Laissez venir vers moi les petits enfants !

Lorsqu’il se présenta au bureau, M. Atout dut indiquer le numéro d’ordre sous lequel son fils avait été inscrit. Le commis feuilleta son catalogue d’enfants, et dit brièvement :

« Salle Jean-Jacques-Rousseau, quatrième rayon, case D. »

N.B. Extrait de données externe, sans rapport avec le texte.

//! Content-addressable artifact store for rendered page variants.
//!
//! Every component derives file names from the same key function, so the
//! trainer can recover the label for any stored artifact purely by
//! recomputing the key from a corpus row. The key derivation (hash
//! algorithm, truncation length, input string) is therefore part of the
//! on-disk protocol: changing it orphans previously stored artifacts.

use std::fs;
use std::path::{Path, PathBuf};

use sha2::{Digest, Sha256};

/// Length of a key in hex characters (128 bits of the SHA-256 digest).
pub const KEY_HEX_LEN: usize = 32;

/// Stable identifier for all stored variants of one canonical URL.
#[derive(Debug, Clone, PartialEq, Eq, Hash)]
pub struct ArtifactKey(String);

impl ArtifactKey {
    pub fn as_str(&self) -> &str {
        &self.0
    }
}

impl std::fmt::Display for ArtifactKey {
    fn fmt(&self, f: &mut std::fmt::Formatter<'_>) -> std::fmt::Result {
        f.write_str(&self.0)
    }
}

/// Derive the artifact key for a canonical URL string.
///
/// Pure function of the exact URL string: lowercase hex of the SHA-256
/// digest, truncated to [`KEY_HEX_LEN`] characters. No normalization is
/// applied beyond what the corpus already did — the same string always
/// yields the same key, in every component.
pub fn key_for(url: &str) -> ArtifactKey {
    let digest = Sha256::digest(url.as_bytes());
    let mut hex = hex::encode(digest);
    hex.truncate(KEY_HEX_LEN);
    ArtifactKey(hex)
}

/// What kind of bytes an artifact holds.
#[derive(Debug, Clone, Copy, PartialEq, Eq)]
pub enum ArtifactKind {
    Html,
    Screenshot,
}

impl ArtifactKind {
    fn ext(self) -> &'static str {
        match self {
            ArtifactKind::Html => "html",
            ArtifactKind::Screenshot => "png",
        }
    }
}

/// Which rendering of the URL an artifact is.
///
/// The suffix strings are part of the on-disk protocol shared with the
/// trainer's variant scan.
#[derive(Debug, Clone, Copy, PartialEq, Eq, Default)]
pub enum Variant {
    /// Unmodified render, no suffix.
    #[default]
    Original,
    /// Technique-1 screenshot of the unmodified render.
    Technique1,
    /// Adversarially perturbed HTML.
    Perturbed,
    /// Technique-2 render.
    Technique2,
}

impl Variant {
    pub fn suffix(self) -> &'static str {
        match self {
            Variant::Original => "",
            Variant::Technique1 => "_t1",
            Variant::Perturbed => "_pert",
            Variant::Technique2 => "_t2",
        }
    }

    /// HTML variants the trainer scans for each corpus URL.
    pub const HTML_SCAN: [Variant; 3] =
        [Variant::Original, Variant::Perturbed, Variant::Technique2];
}

#[derive(thiserror::Error, Debug)]
pub enum StoreError {
    #[error("artifact not found: {key}{suffix}.{ext}")]
    NotFound {
        key: ArtifactKey,
        suffix: &'static str,
        ext: &'static str,
    },

    #[error("IO error: {0}")]
    Io(#[from] std::io::Error),
}

/// Directory-backed store with separate keyspaces for HTML and screenshots.
pub struct ArtifactStore {
    html_dir: PathBuf,
    screenshot_dir: PathBuf,
}

impl ArtifactStore {
    /// Open (and create if needed) a store rooted at `root`.
    pub fn open(root: &Path) -> Result<Self, StoreError> {
        let html_dir = root.join("html");
        let screenshot_dir = root.join("screenshots");
        fs::create_dir_all(&html_dir)?;
        fs::create_dir_all(&screenshot_dir)?;
        Ok(Self {
            html_dir,
            screenshot_dir,
        })
    }

    /// On-disk path of an artifact: `{hash}{suffix}.{ext}` under the
    /// directory for its kind.
    pub fn path_for(&self, key: &ArtifactKey, kind: ArtifactKind, variant: Variant) -> PathBuf {
        let dir = match kind {
            ArtifactKind::Html => &self.html_dir,
            ArtifactKind::Screenshot => &self.screenshot_dir,
        };
        dir.join(format!("{}{}.{}", key, variant.suffix(), kind.ext()))
    }

    /// Write an artifact, overwriting any previous bytes for the same
    /// `(key, variant, kind)`. Returns the derived key.
    pub fn put(
        &self,
        url: &str,
        kind: ArtifactKind,
        variant: Variant,
        bytes: &[u8],
    ) -> Result<ArtifactKey, StoreError> {
        let key = key_for(url);
        fs::write(self.path_for(&key, kind, variant), bytes)?;
        Ok(key)
    }

    /// Read an artifact's bytes, or a typed absence signal.
    pub fn get(
        &self,
        key: &ArtifactKey,
        kind: ArtifactKind,
        variant: Variant,
    ) -> Result<Vec<u8>, StoreError> {
        let path = self.path_for(key, kind, variant);
        match fs::read(&path) {
            Ok(bytes) => Ok(bytes),
            Err(e) if e.kind() == std::io::ErrorKind::NotFound => Err(StoreError::NotFound {
                key: key.clone(),
                suffix: variant.suffix(),
                ext: kind.ext(),
            }),
            Err(e) => Err(e.into()),
        }
    }
}

#[cfg(test)]
mod tests {
    use super::*;
    use std::collections::HashSet;

    #[test]
    fn key_is_deterministic() {
        let a = key_for("https://example.com/login");
        let b = key_for("https://example.com/login");
        assert_eq!(a, b);
        assert_eq!(a.as_str().len(), KEY_HEX_LEN);
    }

    #[test]
    fn distinct_urls_get_distinct_keys() {
        assert_ne!(
            key_for("https://example.com/login"),
            key_for("https://example.com/login/")
        );
    }

    #[test]
    fn no_collisions_over_sampled_corpus() {
        let mut seen = HashSet::new();
        for i in 0..10_000 {
            let key = key_for(&format!("https://site-{i}.example/account/verify?id={i}"));
            assert!(seen.insert(key.as_str().to_string()), "collision at {i}");
        }
    }

    #[test]
    fn put_get_roundtrip() {
        let dir = tempfile::tempdir().unwrap();
        let store = ArtifactStore::open(dir.path()).unwrap();

        let key = store
            .put(
                "https://example.com",
                ArtifactKind::Html,
                Variant::Original,
                b"<html></html>",
            )
            .unwrap();
        assert_eq!(key, key_for("https://example.com"));

        let bytes = store
            .get(&key, ArtifactKind::Html, Variant::Original)
            .unwrap();
        assert_eq!(bytes, b"<html></html>");
    }

    #[test]
    fn put_overwrites_in_place() {
        let dir = tempfile::tempdir().unwrap();
        let store = ArtifactStore::open(dir.path()).unwrap();

        store
            .put("https://a.example", ArtifactKind::Html, Variant::Perturbed, b"one")
            .unwrap();
        let key = store
            .put("https://a.example", ArtifactKind::Html, Variant::Perturbed, b"two")
            .unwrap();

        let bytes = store
            .get(&key, ArtifactKind::Html, Variant::Perturbed)
            .unwrap();
        assert_eq!(bytes, b"two");
    }

    #[test]
    fn missing_artifact_is_not_found() {
        let dir = tempfile::tempdir().unwrap();
        let store = ArtifactStore::open(dir.path()).unwrap();

        let key = key_for("https://never-stored.example");
        let err = store
            .get(&key, ArtifactKind::Html, Variant::Technique2)
            .unwrap_err();
        assert!(matches!(err, StoreError::NotFound { .. }));
    }

    #[test]
    fn variants_do_not_clobber_each_other() {
        let dir = tempfile::tempdir().unwrap();
        let store = ArtifactStore::open(dir.path()).unwrap();

        let key = store
            .put("https://b.example", ArtifactKind::Html, Variant::Original, b"base")
            .unwrap();
        store
            .put("https://b.example", ArtifactKind::Html, Variant::Perturbed, b"pert")
            .unwrap();

        assert_eq!(
            store.get(&key, ArtifactKind::Html, Variant::Original).unwrap(),
            b"base"
        );
        assert_eq!(
            store.get(&key, ArtifactKind::Html, Variant::Perturbed).unwrap(),
            b"pert"
        );
    }
}
//! CLI subcommand implementations for the lurebench binary.

pub mod build_cmd;
pub mod technique1_cmd;
pub mod technique2_cmd;
pub mod train_cmd;

use std::path::{Path, PathBuf};

/// Corpus file inside the data directory.
pub fn corpus_path(data_dir: &Path) -> PathBuf {
    data_dir.join("urls.csv")
}

/// Model artifact inside the data directory.
pub fn model_path(data_dir: &Path) -> PathBuf {
    data_dir.join("model.json")
}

L’académicien prit le bras de milady Ennui, et se hasarda à travers les immenses corridors. De loin en loin, des gardiens portant le costume de l’établissement, composé d’un tablier de taffetas ciré et d’une coiffure en forme de biberon, indiquaient aux visiteurs la direction qu’ils devaient prendre. Marthe et Maurice longèrent d’abord une galerie où des métiers de différentes formes tissaient des layettes ; puis une seconde, où d’autres mécaniques fabriquaient de petits cercueils. De là, ils traversèrent une cour pleine de paniers à roulettes, dans lesquels les enfants apprenaient à marcher, et arrivèrent devant un vaste atelier éclairé par la flamme des grands fourneaux.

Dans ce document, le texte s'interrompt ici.